En su mitin de apertura de campaña en Waco, Texas, la semana pasada –un lugar legendario en la extrema derecha como símbolo de la mortífera extralimitación gubernamental– Trump arremetió contra la acusación. “Los matones y criminales que están corrompiendo nuestro sistema judicial serán derrotados, desacreditados y totalmente deshonrados”, dijo, prometiendo destruir el “Estado profundo” si es reelegido.
Desde que se conocieron las acusaciones, ha estado trabajando con su equipo para decidir la mejor manera de presentarse, según el New York Times. ¿Debe saludar a los reunidos o permanecer en silencio? ¿Debe sonreír o permanecer solemne? ¿Debe evitar una foto policial o pedirla?
Eran preguntas tanto para los abogados como para los ayudantes de campaña, ya que Trump planea claramente aprovechar las imágenes como parte de su candidatura presidencial para 2024. Su campaña ya está promocionando camisetas con fotos de fichados creadas digitalmente, y los correos electrónicos de su campaña están repletos de advertencias de que después de que “ellos” vengan a por el presidente, vendrán a por sus votantes.
“Pueden intentar detenerme todo lo que quieran con amenazas, acusaciones e incluso arrestos”, escribió en un correo electrónico del 1 de abril, “¡pero nunca podrán aplastar el espíritu de 74 millones de patriotas que quieren hacer que nuestro país vuelva a ser grande!”
Esa escalada retórica, junto con la naturaleza sin precedentes de la detención de Trump, crea las condiciones perfectas para que los observadores se entreguen a la exageración, se centren en el espectáculo y todo lo que conlleva.
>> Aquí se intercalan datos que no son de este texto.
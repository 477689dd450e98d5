//! Exchange rate value objects and snapshots

use chrono::{DateTime, Utc};
use rust_decimal::{Decimal, RoundingStrategy};
use std::collections::HashMap;
use std::fmt::Display;

/// Minimum number of decimal digits kept in a mid rate.
pub const RATE_PRECISION: u32 = 4;

/// Which tier of the cascade produced a rate.
#[derive(Debug, Clone, Copy, PartialEq, Eq, Hash)]
pub enum Provenance {
    Primary,
    Secondary,
    Static,
}

impl Display for Provenance {
    fn fmt(&self, f: &mut std::fmt::Formatter<'_>) -> std::fmt::Result {
        write!(
            f,
            "{}",
            match self {
                Provenance::Primary => "primary (live)",
                Provenance::Secondary => "secondary (official)",
                Provenance::Static => "static",
            }
        )
    }
}

/// A quote for one currency against the base currency.
#[derive(Debug, Clone, PartialEq)]
pub struct ExchangeRate {
    currency: String,
    buy: Decimal,
    sell: Decimal,
    rate: Decimal,
    provenance: Provenance,
    source_url: String,
    updated_at: String,
    flag: String,
}

impl ExchangeRate {
    /// Builds a rate from buy and sell quotes, deriving the mid rate and flag.
    pub fn new(
        currency: &str,
        buy: Decimal,
        sell: Decimal,
        provenance: Provenance,
        source_url: &str,
        updated_at: &str,
    ) -> Self {
        let currency = currency.to_uppercase();
        ExchangeRate {
            flag: flag_for(&currency),
            currency,
            buy,
            sell,
            rate: mid_rate(buy, sell),
            provenance,
            source_url: source_url.to_string(),
            updated_at: updated_at.to_string(),
        }
    }

    pub fn currency(&self) -> &str {
        &self.currency
    }

    pub fn buy(&self) -> Decimal {
        self.buy
    }

    pub fn sell(&self) -> Decimal {
        self.sell
    }

    /// Mid rate used for every conversion.
    pub fn rate(&self) -> Decimal {
        self.rate
    }

    pub fn provenance(&self) -> Provenance {
        self.provenance
    }

    pub fn source_url(&self) -> &str {
        &self.source_url
    }

    /// Observation timestamp as reported by the origin.
    pub fn updated_at(&self) -> &str {
        &self.updated_at
    }

    pub fn flag(&self) -> &str {
        &self.flag
    }
}

/// Arithmetic mean of buy and sell, rounded to [`RATE_PRECISION`] digits or to the
/// precision of the quotes, whichever is finer.
pub fn mid_rate(buy: Decimal, sell: Decimal) -> Decimal {
    let precision = RATE_PRECISION.max(buy.scale()).max(sell.scale());
    ((buy + sell) / Decimal::TWO)
        .round_dp_with_strategy(precision, RoundingStrategy::MidpointAwayFromZero)
}

/// Maps an ISO 4217 code to the flag of its first two letters.
///
/// ISO 4217 codes start with the ISO 3166 country code (or `EU` for the euro), so the
/// regional indicator pair renders as the right flag on most terminals.
pub fn flag_for(currency: &str) -> String {
    let letters: Vec<char> = currency
        .chars()
        .take(2)
        .filter(|c| c.is_ascii_alphabetic())
        .map(|c| c.to_ascii_uppercase())
        .collect();
    if letters.len() != 2 {
        return "🏳".to_string();
    }

    letters
        .into_iter()
        .filter_map(|c| char::from_u32(0x1F1E6 + (c as u32 - 'A' as u32)))
        .collect()
}

/// The full set of quotes fetched together and cached as one unit.
#[derive(Debug, Clone, PartialEq)]
pub struct RateSnapshot {
    rates: HashMap<String, ExchangeRate>,
    fetched_at: DateTime<Utc>,
}

impl RateSnapshot {
    pub fn new(rates: HashMap<String, ExchangeRate>, fetched_at: DateTime<Utc>) -> Self {
        RateSnapshot { rates, fetched_at }
    }

    pub fn get(&self, currency: &str) -> Option<&ExchangeRate> {
        self.rates.get(&currency.to_uppercase())
    }

    pub fn rates(&self) -> &HashMap<String, ExchangeRate> {
        &self.rates
    }

    pub fn fetched_at(&self) -> DateTime<Utc> {
        self.fetched_at
    }

    pub fn is_empty(&self) -> bool {
        self.rates.is_empty()
    }

    pub fn len(&self) -> usize {
        self.rates.len()
    }

    /// Rates sorted by currency code, for stable display.
    pub fn sorted(&self) -> Vec<&ExchangeRate> {
        let mut rates: Vec<_> = self.rates.values().collect();
        rates.sort_by(|a, b| a.currency.cmp(&b.currency));
        rates
    }
}
//! Destination fillup logs.

mod lubelogger;

use crate::error::Result;
use crate::models::{FillupRecord, VehicleInfo};

pub use lubelogger::{LubeloggerClient, LubeloggerSettings};

/// The long-term fillup log that missing source fillups are copied into.
#[allow(async_fn_in_trait)]
pub trait FillupDestination {
    /// Every fillup logged for a vehicle.
    ///
    /// Timeouts and HTTP failures are logged by the implementation and
    /// yield an empty list. A listing that arrives but cannot be read is an
    /// error, so the pass stops before inserting anything.
    async fn list_fillups(&self, vehicle_id: i64) -> Result<Vec<FillupRecord>>;

    /// Submit one new fillup. Errors are returned for the caller to log;
    /// there is no retry.
    async fn add_fillup(&self, vehicle_id: i64, fillup: &FillupRecord) -> Result<()>;

    /// Describe a vehicle, failing with `NotFound` when it does not exist.
    async fn vehicle_info(&self, vehicle_id: i64) -> Result<VehicleInfo>;
}

#[cfg(test)]
pub(crate) mod test_support {
    use std::cell::RefCell;

    use chrono::NaiveDate;

    use super::FillupDestination;
    use crate::error::{Error, Result};
    use crate::models::{FillupRecord, VehicleInfo};

    /// In-memory destination that records every insert it receives.
    #[derive(Default)]
    pub struct RecordingDestination {
        pub log: RefCell<Vec<FillupRecord>>,
        pub added: RefCell<Vec<FillupRecord>>,
        pub reject_dates: Vec<NaiveDate>,
        pub vehicles: Vec<VehicleInfo>,
    }

    impl RecordingDestination {
        pub fn with_log(log: Vec<FillupRecord>) -> Self {
            Self {
                log: RefCell::new(log),
                ..Self::default()
            }
        }

        pub fn added(&self) -> Vec<FillupRecord> {
            self.added.borrow().clone()
        }
    }

    impl FillupDestination for RecordingDestination {
        async fn list_fillups(&self, _vehicle_id: i64) -> Result<Vec<FillupRecord>> {
            Ok(self.log.borrow().clone())
        }

        async fn add_fillup(&self, _vehicle_id: i64, fillup: &FillupRecord) -> Result<()> {
            if self.reject_dates.contains(&fillup.date()) {
                return Err(Error::Api("Lubelogger returned HTTP 500".to_string()));
            }
            self.added.borrow_mut().push(fillup.clone());
            self.log.borrow_mut().push(fillup.clone());
            Ok(())
        }

        async fn vehicle_info(&self, vehicle_id: i64) -> Result<VehicleInfo> {
            self.vehicles
                .iter()
                .find(|vehicle| vehicle.id == vehicle_id)
                .cloned()
                .ok_or_else(|| {
                    Error::NotFound(format!("no Lubelogger vehicle with ID {vehicle_id}"))
                })
        }
    }
}
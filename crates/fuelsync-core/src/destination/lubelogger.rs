//! Lubelogger REST client.

use std::time::Duration;

use chrono::NaiveDate;
use reqwest::Client;
use serde::{Deserialize, Deserializer};

use super::FillupDestination;
use crate::config::SyncConfig;
use crate::error::{Error, ErrorKind, Result};
use crate::models::{FieldValue, FillupField, FillupRecord, VehicleInfo};
use crate::util::{compact_text, ensure_success};

const SERVICE_NAME: &str = "Lubelogger";

/// Connection settings for a Lubelogger instance.
#[derive(Clone)]
pub struct LubeloggerSettings {
    pub url: String,
    pub username: String,
    pub password: String,
    pub date_format: String,
    pub timeout: Duration,
}

impl LubeloggerSettings {
    pub fn from_config(config: &SyncConfig) -> Self {
        Self {
            url: config.lubelogger_url.clone(),
            username: config.lubelogger_username.clone(),
            password: config.lubelogger_password.clone(),
            date_format: config.lubelogger_date_format.clone(),
            timeout: config.request_timeout(),
        }
    }
}

impl std::fmt::Debug for LubeloggerSettings {
    fn fmt(&self, formatter: &mut std::fmt::Formatter<'_>) -> std::fmt::Result {
        formatter
            .debug_struct("LubeloggerSettings")
            .field("url", &self.url)
            .field("username", &self.username)
            .field("password", &"[REDACTED]")
            .field("date_format", &self.date_format)
            .field("timeout", &self.timeout)
            .finish()
    }
}

#[derive(Clone)]
pub struct LubeloggerClient {
    base_url: String,
    username: String,
    password: String,
    date_format: String,
    client: Client,
}

/// Gas record as served by `/api/vehicle/gasrecords`. Lubelogger sends most
/// values as text, including booleans (`"True"`/`"False"`).
#[derive(Debug, Deserialize)]
#[serde(rename_all = "camelCase")]
struct ApiFillup {
    date: String,
    #[serde(deserialize_with = "text_from_any")]
    odometer: String,
    #[serde(deserialize_with = "text_from_any")]
    fuel_consumed: String,
    #[serde(deserialize_with = "text_from_any")]
    cost: String,
    #[serde(default, deserialize_with = "text_from_any")]
    is_fill_to_full: String,
    #[serde(default, deserialize_with = "text_from_any")]
    missed_fuel_up: String,
    #[serde(default)]
    notes: Option<String>,
}

#[derive(Debug, Deserialize)]
struct OperationResponse {
    success: Option<bool>,
    message: Option<String>,
}

impl ApiFillup {
    #[allow(clippy::cast_possible_truncation)]
    fn into_record(self, date_format: &str) -> Result<FillupRecord> {
        let date = NaiveDate::parse_from_str(self.date.trim(), date_format).map_err(|error| {
            Error::InvalidInput(format!(
                "date '{}' does not match '{date_format}': {error}",
                self.date
            ))
        })?;
        let odometer = self
            .odometer
            .trim()
            .parse::<i64>()
            .or_else(|_| {
                parse_decimal(&self.odometer, "odometer").map(|value| value.trunc() as i64)
            })?;

        Ok(FillupRecord::new(
            date,
            odometer,
            parse_decimal(&self.fuel_consumed, "fuelConsumed")?,
            parse_decimal(&self.cost, "cost")?,
            parse_api_flag(&self.is_fill_to_full),
            parse_api_flag(&self.missed_fuel_up),
        )
        .with_notes(self.notes.unwrap_or_default()))
    }
}

fn parse_decimal(raw: &str, field: &str) -> Result<f64> {
    raw.trim()
        .parse::<f64>()
        .map_err(|_| Error::InvalidInput(format!("{field} '{raw}' is not a number")))
}

fn parse_api_flag(raw: &str) -> bool {
    raw.trim().eq_ignore_ascii_case("true")
}

const fn api_flag(value: bool) -> &'static str {
    if value {
        "True"
    } else {
        "False"
    }
}

fn text_from_any<'de, D>(deserializer: D) -> std::result::Result<String, D::Error>
where
    D: Deserializer<'de>,
{
    Ok(match Option::<serde_json::Value>::deserialize(deserializer)? {
        Some(serde_json::Value::String(text)) => text,
        Some(serde_json::Value::Number(number)) => number.to_string(),
        Some(serde_json::Value::Bool(flag)) => api_flag(flag).to_string(),
        _ => String::new(),
    })
}

impl LubeloggerClient {
    pub fn new(settings: LubeloggerSettings) -> Result<Self> {
        Ok(Self {
            base_url: settings.url.trim_end_matches('/').to_string(),
            username: settings.username,
            password: settings.password,
            date_format: settings.date_format,
            client: Client::builder().timeout(settings.timeout).build()?,
        })
    }

    /// List a vehicle's fillups, surfacing transport failures instead of
    /// hiding them.
    ///
    /// A record that cannot be read fails the whole listing, since leaving
    /// it out would let its source counterpart be inserted a second time.
    pub async fn try_list_fillups(&self, vehicle_id: i64) -> Result<Vec<FillupRecord>> {
        let response = self
            .client
            .get(format!("{}/api/vehicle/gasrecords", self.base_url))
            .basic_auth(&self.username, Some(&self.password))
            .query(&[("vehicleId", vehicle_id)])
            .send()
            .await?;
        let body = ensure_success(response, SERVICE_NAME).await?.text().await?;
        let payload: Vec<ApiFillup> = serde_json::from_str(&body)?;

        payload
            .into_iter()
            .enumerate()
            .map(|(index, raw)| {
                raw.into_record(&self.date_format).map_err(|error| {
                    Error::InvalidInput(format!(
                        "unreadable Lubelogger fillup #{} for vehicle {vehicle_id}: {error}",
                        index + 1
                    ))
                })
            })
            .collect()
    }

    /// Form body for `/api/vehicle/gasrecords/add`, in schema order.
    pub fn to_api_form(&self, fillup: &FillupRecord) -> Vec<(String, String)> {
        FillupField::ALL
            .iter()
            .map(|&field| {
                let value = match fillup.value(field) {
                    FieldValue::Date(date) => date.format(&self.date_format).to_string(),
                    FieldValue::Flag(flag) => api_flag(flag).to_string(),
                    other => other.to_string(),
                };
                (field.api_name(), value)
            })
            .collect()
    }
}

impl FillupDestination for LubeloggerClient {
    async fn list_fillups(&self, vehicle_id: i64) -> Result<Vec<FillupRecord>> {
        match self.try_list_fillups(vehicle_id).await {
            Ok(fillups) => Ok(fillups),
            Err(error) if error.is_timeout() => {
                tracing::error!(
                    "Lubelogger API timed out listing fillups for vehicle {vehicle_id}"
                );
                Ok(Vec::new())
            }
            Err(error) if error.kind() == ErrorKind::Transport => {
                tracing::error!(
                    "Failed to list Lubelogger fillups for vehicle {vehicle_id}: {error}"
                );
                Ok(Vec::new())
            }
            Err(error) => Err(error),
        }
    }

    async fn add_fillup(&self, vehicle_id: i64, fillup: &FillupRecord) -> Result<()> {
        let response = self
            .client
            .post(format!("{}/api/vehicle/gasrecords/add", self.base_url))
            .basic_auth(&self.username, Some(&self.password))
            .query(&[("vehicleId", vehicle_id)])
            .form(&self.to_api_form(fillup))
            .send()
            .await?;
        let body = ensure_success(response, SERVICE_NAME).await?.text().await?;

        // Lubelogger can answer 200 with `{"success": false, "message": ...}`.
        if let Ok(OperationResponse {
            success: Some(false),
            message,
        }) = serde_json::from_str::<OperationResponse>(&body)
        {
            return Err(Error::Api(format!(
                "{SERVICE_NAME} rejected fillup: {}",
                compact_text(message.as_deref().unwrap_or("no message"))
            )));
        }
        Ok(())
    }

    async fn vehicle_info(&self, vehicle_id: i64) -> Result<VehicleInfo> {
        let response = self
            .client
            .get(format!("{}/api/vehicles", self.base_url))
            .basic_auth(&self.username, Some(&self.password))
            .send()
            .await?;
        let vehicles = ensure_success(response, SERVICE_NAME)
            .await?
            .json::<Vec<VehicleInfo>>()
            .await?;
        vehicles
            .into_iter()
            .find(|vehicle| vehicle.id == vehicle_id)
            .ok_or_else(|| Error::NotFound(format!("no Lubelogger vehicle with ID {vehicle_id}")))
    }
}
Pero lo que resulta extraordinario es la aparición de un proceso de rendición de cuentas, con todo su papeleo, normas y rutinas que se repiten cientos de veces al día en lugares como el Tribunal Penal de Manhattan. Mientras se suceden las imágenes que muestran este proceso, en última instancia mundano, merece la pena prestar atención a lo extraordinariamente cotidianas que son, y a lo necesaria que es realmente la oportunidad de una pequeña dosis de justicia.